Ihr Institut für Markt-
und Sozialforschung

Methoden

Wenn Sachverhalte aus dem Alltag systematisch beschrieben, erklärt oder bewertet werden sollen, müssen Daten nach wissenschaftlichen Standards erhoben werden. Damit ist sogleich die Zielsetzung empirischer Untersuchungen benannt worden: Exploration, Deskription und Evaluation.

Die Befragung hat sich als ein zuverlässiges und vielseitiges Instrument etabliert und ist die wichtigste und am häufigsten eingesetzte Erhebungsmethode der Markt- und Sozialforschung. Neben persönlichen (Face-to-Face) Befragungen, gibt es auch die Möglichkeit telefonischer, schriftlicher und Online-Interviews.

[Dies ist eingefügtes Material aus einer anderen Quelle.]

// SPDX-FileCopyrightText: Copyright (c) 2025 NVIDIA CORPORATION & AFFILIATES. All rights reserved.
// SPDX-License-Identifier: Apache-2.0
//
// Licensed under the Apache License, Version 2.0 (the "License");
// you may not use this file except in compliance with the License.
// You may obtain a copy of the License at
//
// http://www.apache.org/licenses/LICENSE-2.0
//
// Unless required by applicable law or agreed to in writing, software
// distributed under the License is distributed on an "AS IS" BASIS,
// WITHOUT WARRANTIES OR CONDITIONS OF ANY KIND, either express or implied.
// See the License for the specific language governing permissions and
// limitations under the License.

//! Dell lifecycle controller jobs.

use crate::resource::FromBase;
use crate::resource::Resource;
use crate::resource::ResourceBase;
use crate::Error;
use rsfish_core::Bmc;
use serde::Deserialize;
use serde::Serialize;

/// State of a Dell job.
#[derive(Debug, Clone, Copy, PartialEq, Eq, Hash, Serialize, Deserialize)]
pub enum DellJobState {
    New,
    Scheduled,
    Running,
    Completed,
    Downloading,
    Downloaded,
    Scheduling,
    ReadyForExecution,
    Waiting,
    Paused,
    Failed,
    CompletedWithErrors,
    RebootPending,
    RebootFailed,
    RebootCompleted,
    PendingActivation,
    /// Value not known to this library.
    #[serde(other)]
    Unknown,
}

impl DellJobState {
    /// True once the job will not change state anymore.
    #[must_use]
    pub const fn is_terminal(self) -> bool {
        matches!(
            self,
            Self::Completed | Self::Failed | Self::CompletedWithErrors | Self::RebootFailed
        )
    }
}

/// Data of a Dell job.
#[derive(Debug, Clone, Default, PartialEq, Serialize, Deserialize)]
#[serde(rename_all = "PascalCase")]
pub struct DellJobData {
    /// State of the job.
    pub job_state: Option<DellJobState>,
    /// Kind of the job, e.g. `RepositoryUpdate`.
    pub job_type: Option<String>,
    /// Percentage of completion.
    pub percent_complete: Option<u32>,
    /// Status message.
    pub message: Option<String>,
    /// Message identifier.
    pub message_id: Option<String>,
    /// Arguments of the message.
    #[serde(default)]
    pub message_args: Vec<String>,
    /// Scheduled start time.
    pub start_time: Option<String>,
    /// Time the job has to finish by.
    pub end_time: Option<String>,
    /// Time the job finished.
    pub completion_time: Option<String>,
    /// Time the job actually started.
    pub actual_running_start_time: Option<String>,
    /// Time the job actually stopped.
    pub actual_running_stop_time: Option<String>,
    /// Settings resource the job applies.
    #[serde(rename = "TargetSettingsURI")]
    pub target_settings_uri: Option<String>,
}

/// Dell job.
pub struct DellJob<B: Bmc> {
    base: ResourceBase<B>,
    /// Decoded job data.
    pub data: DellJobData,
}

impl<B: Bmc> DellJob<B> {
    /// True once the job will not change state anymore.
    #[must_use]
    pub fn is_terminal(&self) -> bool {
        self.data.job_state.is_some_and(DellJobState::is_terminal)
    }
}

impl<B: Bmc> FromBase<B> for DellJob<B> {
    fn from_base(base: ResourceBase<B>) -> Result<Self, Error<B>> {
        let data = base.decode()?;
        Ok(Self { base, data })
    }
}

impl<B: Bmc> Resource<B> for DellJob<B> {
    fn base(&self) -> &ResourceBase<B> {
        &self.base
    }
}

#[cfg(test)]
mod tests {
    use super::*;

    #[test]
    fn job_data() {
        let data: DellJobData = serde_json::from_str(
            r#"{"Id": "JID_123", "JobState": "Completed", "JobType": "RepositoryUpdate",
                "PercentComplete": 100, "Message": "Job completed successfully.",
                "MessageId": "PR19", "MessageArgs": []}"#,
        )
        .unwrap();
        assert_eq!(data.job_state, Some(DellJobState::Completed));
        assert!(DellJobState::Completed.is_terminal());
        assert!(!DellJobState::Scheduled.is_terminal());
        let odd: DellJobData = serde_json::from_str(r#"{"JobState": "Sleeping"}"#).unwrap();
        assert_eq!(odd.job_state, Some(DellJobState::Unknown));
    }
}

In der Sozialforschung wird grundsätzlich zwischen vollstandardisierten („quantitativen“) und teil- bzw. nichtstandardisierten („qualitativen“) Forschungsmethoden unterschieden. Beide haben ihre spezifischen Vorteile. Je nach Fragestellung der Studie empfiehlt sich der Gebrauch des einen oder anderen Vorgehens. Sehr erkenntnisreich ist der kombinierte Einsatz, in der Wissenschaft Triangulation genannt. Damit können die Stärken beider Vorgehen genutzt werden.

Quantitative Verfahren eignen sich zur Untersuchung großer Stichproben und ermöglichen die Anwendung statistischer Prüfverfahren. Sie werden deshalb für die Messung und Quantifizierung von Sachverhalten, zum Testen von Hypothesen und zur Überprüfung statistischer Zusammenhänge eingesetzt. In der quantitativen Sozialforschung wird großer Wert darauf gelegt, den Gütekriterien Objektivität (Unabhängigkeit), Reliabilität (Zuverlässigkeit) und Validität (Gültigkeit) Rechnung zu tragen. Dazu werden die Bedingungen der Befragung möglichst genau festgelegt. Die Erhebungsphänomene werden in operationalisierbare Einheiten zerlegt, um sie standardisiert erheben und statistisch auswerten zu können. Qualitative Forschung hat den Vorteil eines starken Subjekt- und Situationsbezugs. Vor allem, wenn neue Erkenntnisse und Eindrücke gesammelt werden sollen, bietet sich diese Art der Erhebung an. Kennzeichen qualitativer Sozialforschung ist demnach ein offenes Untersuchungsdesign bei kleiner Fallzahl. Besonderer Wert wird auf die Beachtung der Vielschichtigkeit der Perspektiven sowie die Reflexivität des Untersuchenden und der Untersuchten gelegt.